Former Novartis executive Min Amy Guo has alleged that in 2012, the company initiated a study of breast cancer drug Afinitor with McKesson Corporation. The study of Afinitor, which received approval from the U.S. Food and Drug Administration (FDA) in 2012 as a breast cancer treatment, would have been performed by McKesson and overseen by a client-focused group at Novartis, as opposed to Guo’s group, the Health Economics and Outcomes Research Group, which she helmed. The move, Guo’s attorneys have argued in court, was a violation of federal kickback statutes. According to Guo’s legal filings, as reported by NJ.com, when Guo raised objections to the nature of the study, Novartis began to raise its own concerns about Guo and ultimately terminated her – an investigation that her attorneys called “a cover to fire her.”
In her lawsuit against the company, Guo said the study as it was designed was a “clear violation” of processes that oversee those types of third-party studies. Because of the conflict, the study appeared to be a kickback under the guise of research. Guo, according to the arguments, believed that the design of the study was in danger of being in violation of a Corporate Integrity Agreement the company signed with the U.S. Department of Justice in 2010 as part of an earlier settlement. That particular agreement, law360 reported, required Novartis to comply with all federal healthcare program requirements, including kickback rules. According to the lawsuit, Guo raised concerns about the study and the appearance that structure of the agreement could appear to be an inducement for McKesson, which had acquired its own oncology business in 2010.
The study was expected to have a one-month duration and have a cost of about $400,000 – a figure that Guo claimed in her lawsuit was too costly. The lawsuit does not point to any specific financial kickbacks or otherwise related to the McKesson study, NJ.com noted. McKesson is also not named in the lawsuit.
The study was ultimately scrapped the next year, NJ.com reported, but shortly thereafter, Guo was terminated by the company.
While Guo claimed she was fired for being something akin to a whistleblower, Novartis has disputed that claim. The company argued that Guo violated company policies and abused the trust placed in her by Novartis. In his own arguments, Novartis attorney John B. McCusker, said Guo was not a whistleblower.
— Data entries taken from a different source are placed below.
//! Resolving the input argument to a list of ISG files.

use std::path::{Path, PathBuf};

use anyhow::{bail, Context, Result};
use walkdir::WalkDir;

const ISG_EXTENSION: &str = "isg";

fn is_isg_file(path: &Path) -> bool {
    path.extension()
        .and_then(|ext| ext.to_str())
        .map(|ext| ext.eq_ignore_ascii_case(ISG_EXTENSION))
        .unwrap_or(false)
}

/// A file is taken as is; a directory yields every `.isg` file below it,
/// sorted by path.
pub fn collect_inputs(input: &Path) -> Result<Vec<PathBuf>> {
    if input.is_file() {
        return Ok(vec![input.to_path_buf()]);
    }
    if !input.is_dir() {
        bail!("input {:?} does not exist", input);
    }

    let mut files = Vec::new();
    for entry in WalkDir::new(input).sort_by_file_name() {
        let entry = entry.with_context(|| format!("Failed to read directory {:?}", input))?;
        if entry.file_type().is_file() && is_isg_file(entry.path()) {
            files.push(entry.into_path());
        }
    }

    if files.is_empty() {
        bail!("no .isg files found in {:?}", input);
    }
    Ok(files)
}

#[cfg(test)]
mod tests {
    use super::*;
    use test_utils::temp_output_dir;

    #[test]
    fn test_single_file() {
        let file = test_utils::write_temp_isg("x");
        assert_eq!(collect_inputs(file.path()).unwrap(), vec![file.path().to_path_buf()]);
    }

    #[test]
    fn test_directory_is_filtered_and_sorted() {
        let dir = temp_output_dir();
        std::fs::write(dir.path().join("b.isg"), "").unwrap();
        std::fs::write(dir.path().join("a.ISG"), "").unwrap();
        std::fs::write(dir.path().join("notes.txt"), "").unwrap();
        std::fs::create_dir(dir.path().join("nested")).unwrap();
        std::fs::write(dir.path().join("nested").join("c.isg"), "").unwrap();

        let files = collect_inputs(dir.path()).unwrap();
        let names: Vec<String> = files
            .iter()
            .map(|p| p.strip_prefix(dir.path()).unwrap().display().to_string())
            .collect();
        assert_eq!(names, vec!["a.ISG", "b.isg", "nested/c.isg"]);
    }

    #[test]
    fn test_empty_directory_fails() {
        let dir = temp_output_dir();
        assert!(collect_inputs(dir.path()).is_err());
    }

    #[test]
    fn test_missing_input_fails() {
        assert!(collect_inputs(Path::new("/nonexistent/model.isg")).is_err());
    }
}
He argued she “praised the proposed study and ultimately approved it,” law360 reported. Rather, the company said that Guo was terminated after complaints were filed by two subordinates and violated a series of company policies. Among the concerns raised by Novartis was that while on a call with a vendor and its attorney, Guo did not include a member of the company’s legal or ethical team. That was after members of her staff raised compliance concerns, Law360 reported, citing McCusker’s arguments. Additionally, Novartis said that Guo did not disclose a potential conflict of interest regarding her role with the company and her role as a member of an advisory council for a cancer survivor’s support group.
Novartis, for its part, is no stranger to allegations of kickbacks. In 2016, the company agreed to pay $390 million to resolve a lawsuit claiming the company paid kickbacks to increase sales of several prescription drugs. More recently, the company was embroiled in a scandal related to a $1.2 million payment to Essential Consultants, owned by Michael Cohen, an attorney who was close to President Donald Trump who has since been sentenced to prison for tax fraud and perjury.